1. Synthesis of a precursor tripeptide Z-Asp-Val-Tyr-OH of thymopentin by chemo-enzymatic method
Kun Zheng, Ruiyan Zhan, Yang Hong, Jing Li, Wei Shi, Shijun Li Prep Biochem Biotechnol. 2012;42(6):520-34. doi: 10.1080/10826068.2012.660902.
The precursor tripeptide of thymopentin was synthesized by a combination of chemical and enzymatic methods. First, Val-Tyr-OH dipeptide was synthesized by a novel chemical method in two steps involving preparation of NCA-Val. Second, the linkage of the third amino acid Z-Asp-OMe to Val-Tyr-OH was completed by an enzymatic method under kinetic control. An industrial alkaline protease alcalase was used in water-organic cosolvent systems. The synthesis reaction conditions were optimized by examining the effects of several factors including organic solvents, water content, temperature, pH, and reaction time on the yield of Z-Asp-Val-Tyr-OH. The optimum condition is of pH 10.0, 35°C, acetonitrile/Na₂CO₃-NaHCO₃ buffer system (85:15, v/v), and reaction time of 2.5 hr, which achieves tripeptide yield of more than 70%.
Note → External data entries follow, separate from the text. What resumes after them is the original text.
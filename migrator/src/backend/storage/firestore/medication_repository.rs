use anyhow::{Context, Result};
use async_trait::async_trait;
use serde_json::{json, Value};
use shared::{DaysChange, MedicationRecord};
use std::sync::Arc;
use tracing::debug;

use super::connection::{read_json, FirestoreConnection};
use super::value::{
    encode_days, ListDocumentsPage, DAYS_FIELD, DAYS_MIGRATED_AT_FIELD, DAYS_OLD_FIELD,
};
use crate::backend::storage::MedicationStorage;

pub const DEFAULT_COLLECTION: &str = "medications";
const PAGE_SIZE: u32 = 300;

/// Repository for the medications collection in Firestore
#[derive(Clone)]
pub struct FirestoreMedicationRepository {
    connection: Arc<FirestoreConnection>,
    collection: String,
}

impl FirestoreMedicationRepository {
    pub fn new(connection: Arc<FirestoreConnection>, collection: &str) -> Self {
        Self {
            connection,
            collection: collection.to_string(),
        }
    }

    fn collection_path(&self) -> String {
        format!("{}/{}", self.connection.documents_path(), self.collection)
    }

    /// Body of a `documents:commit` request that migrates one document
    pub fn commit_body(change: &DaysChange) -> Value {
        json!({
            "writes": [{
                "update": {
                    "name": change.reference,
                    "fields": {
                        DAYS_FIELD: encode_days(&change.new),
                        DAYS_OLD_FIELD: encode_days(&change.old),
                    }
                },
                "updateMask": { "fieldPaths": [DAYS_FIELD, DAYS_OLD_FIELD] },
                "updateTransforms": [{
                    "fieldPath": DAYS_MIGRATED_AT_FIELD,
                    "setToServerValue": "REQUEST_TIME"
                }],
                "currentDocument": { "exists": true }
            }]
        })
    }
}

#[async_trait]
impl MedicationStorage for FirestoreMedicationRepository {
    async fn list_medications(&self) -> Result<Vec<MedicationRecord>> {
        let path = self.collection_path();
        let mut records = Vec::new();
        let mut page_token: Option<String> = None;

        loop {
            let mut query: Vec<(&str, String)> = vec![("pageSize", PAGE_SIZE.to_string())];
            if let Some(token) = &page_token {
                query.push(("pageToken", token.clone()));
            }

            let response = self
                .connection
                .get(&path)
                .await?
                .query(&query)
                .send()
                .await
                .with_context(|| format!("Failed to list {}", path))?;
            let page: ListDocumentsPage = read_json(response)
                .await
                .with_context(|| format!("Failed to list {}", path))?;

            debug!("Fetched page of {} documents", page.documents.len());
            records.extend(page.documents.into_iter().map(|doc| doc.into_record()));

            match page.next_page_token.filter(|token| !token.is_empty()) {
                Some(token) => page_token = Some(token),
                None => break,
            }
        }

        Ok(records)
    }

    async fn migrate_days(&self, change: &DaysChange) -> Result<()> {
        let path = format!("{}:commit", self.connection.documents_path());
        let response = self
            .connection
            .post(&path)
            .await?
            .json(&Self::commit_body(change))
            .send()
            .await
            .with_context(|| format!("Failed to send update for {}", change.id))?;

        let _: Value = read_json(response).await?;
        Ok(())
    }
}

#[cfg(test)]
mod tests {
    use super::*;
    use crate::backend::storage::firestore::connection::DEFAULT_DATABASE_ID;
    use shared::DayEntry;

    #[test]
    fn test_collection_path() {
        let conn = Arc::new(FirestoreConnection::emulator("localhost:8080", "demo", DEFAULT_DATABASE_ID));
        let repo = FirestoreMedicationRepository::new(conn, DEFAULT_COLLECTION);

        assert_eq!(
            repo.collection_path(),
            "projects/demo/databases/(default)/documents/medications"
        );
    }

    #[test]
    fn test_commit_body_sets_days_audit_and_server_timestamp() {
        let change = DaysChange {
            id: "abc".to_string(),
            reference: "projects/demo/databases/(default)/documents/medications/abc".to_string(),
            old: vec![DayEntry::label("L"), DayEntry::label("M")],
            new: vec![DayEntry::label("Lun"), DayEntry::label("Mar")],
        };

        let body = FirestoreMedicationRepository::commit_body(&change);
        let write = &body["writes"][0];

        assert_eq!(write["update"]["name"], json!(change.reference));
        assert_eq!(
            write["update"]["fields"]["days"],
            json!({ "arrayValue": { "values": [{ "stringValue": "Lun" }, { "stringValue": "Mar" }] } })
        );
        assert_eq!(
            write["update"]["fields"]["days_old"],
            json!({ "arrayValue": { "values": [{ "stringValue": "L" }, { "stringValue": "M" }] } })
        );
        assert_eq!(write["updateMask"]["fieldPaths"], json!(["days", "days_old"]));
        assert_eq!(
            write["updateTransforms"],
            json!([{ "fieldPath": "days_migrated_at", "setToServerValue": "REQUEST_TIME" }])
        );
        assert_eq!(write["currentDocument"]["exists"], json!(true));
    }
}
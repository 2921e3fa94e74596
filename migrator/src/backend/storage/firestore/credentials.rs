//! Google service account key files.

use jsonwebtoken::EncodingKey;
use serde::Deserialize;
use std::path::{Path, PathBuf};

use crate::backend::domain::errors::ConfigurationError;

pub const DEFAULT_TOKEN_URI: &str = "https://oauth2.googleapis.com/token";

fn default_token_uri() -> String {
    DEFAULT_TOKEN_URI.to_string()
}

/// The fields of a service account JSON key the migrator uses
#[derive(Clone, Deserialize)]
pub struct ServiceAccountKey {
    #[serde(default)]
    pub project_id: String,
    #[serde(default)]
    pub client_email: String,
    #[serde(default)]
    pub private_key: String,
    #[serde(default)]
    pub private_key_id: Option<String>,
    #[serde(default = "default_token_uri")]
    pub token_uri: String,
}

// Keep the private key out of logs
impl std::fmt::Debug for ServiceAccountKey {
    fn fmt(&self, f: &mut std::fmt::Formatter<'_>) -> std::fmt::Result {
        f.debug_struct("ServiceAccountKey")
            .field("project_id", &self.project_id)
            .field("client_email", &self.client_email)
            .field("private_key_id", &self.private_key_id)
            .field("token_uri", &self.token_uri)
            .finish_non_exhaustive()
    }
}

impl ServiceAccountKey {
    /// Read and validate a key file
    pub fn load(path: &Path) -> Result<Self, ConfigurationError> {
        let contents = std::fs::read_to_string(path).map_err(|source| {
            ConfigurationError::UnreadableCredentials {
                path: path.to_path_buf(),
                source,
            }
        })?;
        Self::parse(&contents, path)
    }

    fn parse(contents: &str, path: &Path) -> Result<Self, ConfigurationError> {
        let key: ServiceAccountKey = serde_json::from_str(contents).map_err(|source| {
            ConfigurationError::InvalidCredentials {
                path: path.to_path_buf(),
                source,
            }
        })?;

        let missing = |field: &'static str| ConfigurationError::MissingCredentialField {
            path: PathBuf::from(path),
            field,
        };
        if key.project_id.trim().is_empty() {
            return Err(missing("project_id"));
        }
        if key.client_email.trim().is_empty() {
            return Err(missing("client_email"));
        }
        if key.private_key.trim().is_empty() {
            return Err(missing("private_key"));
        }

        Ok(key)
    }

    /// RSA key used to sign token requests
    pub fn signing_key(&self) -> Result<EncodingKey, ConfigurationError> {
        EncodingKey::from_rsa_pem(self.private_key.as_bytes()).map_err(ConfigurationError::InvalidPrivateKey)
    }
}
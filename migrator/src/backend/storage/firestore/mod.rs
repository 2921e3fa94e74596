//! # Firestore Storage
//!
//! Medications collection access over the Firestore REST API, authenticated
//! with a service account key (or the local emulator).

pub mod connection;
pub mod credentials;
pub mod medication_repository;
pub mod value;

pub use connection::FirestoreConnection;
pub use credentials::ServiceAccountKey;
pub use medication_repository::{FirestoreMedicationRepository, DEFAULT_COLLECTION};
use serde::{Deserialize, Serialize};
use std::fmt;

/// One element of a medication's `days` array.
///
/// Text values are the only ones the migrator understands. Anything else
/// (numbers, maps, nulls...) is carried verbatim as it came from the store so
/// it can be written back unchanged.
#[derive(Debug, Clone, PartialEq, Serialize, Deserialize)]
#[serde(untagged)]
pub enum DayEntry {
    /// A text entry such as `"L"`, `" m "` or `"Lun"`
    Label(String),
    /// A non-text entry, kept in the store's own encoding
    Opaque(serde_json::Value),
}

impl DayEntry {
    pub fn label(value: impl Into<String>) -> Self {
        DayEntry::Label(value.into())
    }

    /// The text of this entry, if it is one
    pub fn as_label(&self) -> Option<&str> {
        match self {
            DayEntry::Label(text) => Some(text),
            DayEntry::Opaque(_) => None,
        }
    }
}

impl From<&str> for DayEntry {
    fn from(value: &str) -> Self {
        DayEntry::Label(value.to_string())
    }
}

/// Render a `days` sequence the way it is shown to operators: a compact JSON array.
pub fn format_days(days: &[DayEntry]) -> String {
    serde_json::to_string(days).unwrap_or_else(|_| format!("{:?}", days))
}

/// A document from the medications collection, narrowed to the fields the
/// migrator reads.
#[derive(Debug, Clone, PartialEq, Serialize, Deserialize)]
pub struct MedicationRecord {
    /// Document ID (last segment of the reference)
    pub id: String,
    /// Full resource name of the document, used to address updates
    pub reference: String,
    /// Raw `days` entries; empty when the field is missing or not an array
    pub days: Vec<DayEntry>,
}

/// A record whose `days` value changes during migration.
#[derive(Debug, Clone, PartialEq, Serialize, Deserialize)]
pub struct DaysChange {
    pub id: String,
    pub reference: String,
    /// Value before migration, written to `days_old`
    pub old: Vec<DayEntry>,
    /// Normalized value, written to `days`
    pub new: Vec<DayEntry>,
}

impl fmt::Display for DaysChange {
    fn fmt(&self, f: &mut fmt::Formatter<'_>) -> fmt::Result {
        write!(
            f,
            "{}: {} -> {}",
            self.id,
            format_days(&self.old),
            format_days(&self.new)
        )
    }
}

/// Whether the migrator reports or persists the computed changes.
#[derive(Debug, Clone, Copy, PartialEq, Eq, Serialize, Deserialize)]
pub enum MigrationMode {
    /// Report proposed changes without writing anything
    DryRun,
    /// Persist the changes
    Apply,
}

impl MigrationMode {
    pub fn is_dry_run(&self) -> bool {
        matches!(self, MigrationMode::DryRun)
    }
}

impl fmt::Display for MigrationMode {
    fn fmt(&self, f: &mut fmt::Formatter<'_>) -> fmt::Result {
        match self {
            MigrationMode::DryRun => write!(f, "dry-run"),
            MigrationMode::Apply => write!(f, "apply"),
        }
    }
}

/// A single record whose update was rejected by the store.
#[derive(Debug, Clone, PartialEq, Serialize, Deserialize)]
pub struct FailedUpdate {
    pub id: String,
    pub message: String,
}

/// Tally of an apply run.
#[derive(Debug, Clone, Default, PartialEq, Serialize, Deserialize)]
pub struct MigrationSummary {
    /// Number of documents in the collection snapshot
    pub total: usize,
    /// Documents whose `days` were already normalized
    pub unchanged: usize,
    /// Changes that were written successfully, in processing order
    pub updated: Vec<DaysChange>,
    /// Changes the store rejected, in processing order
    pub failed: Vec<FailedUpdate>,
}

impl MigrationSummary {
    pub fn updated_count(&self) -> usize {
        self.updated.len()
    }

    pub fn failed_count(&self) -> usize {
        self.failed.len()
    }

    /// Everything that was not updated: no-op records and failed ones together.
    pub fn skipped(&self) -> usize {
        self.total.saturating_sub(self.updated.len())
    }
}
2. Visible-Light Microscopic Discovery of Up to 150 μm Long Helical Amyloid Fibrils Built of the Dodecapeptide H-(Val-Ala-Leu)4 -OH and of Decapeptides Derived from Insulin
Monika Świontek, Zbigniew J Kamiński, Beata Kolesińska, Dieter Seebach Chem Biodivers. 2016 Sep;13(9):1111-1117. doi: 10.1002/cbdv.201600167. Epub 2016 Aug 31.
In the formation of amyloid fibrils from small peptides, the appearance of superhelices of (P)- or (M)-helicity has been observed for the first time; high concentrations of the peptides and extended periods of incubation at physiological pH appear to be important for this phenomenon. In view of the general importance of peptide and protein aggregation, we give a brief overview with selected examples for demonstration.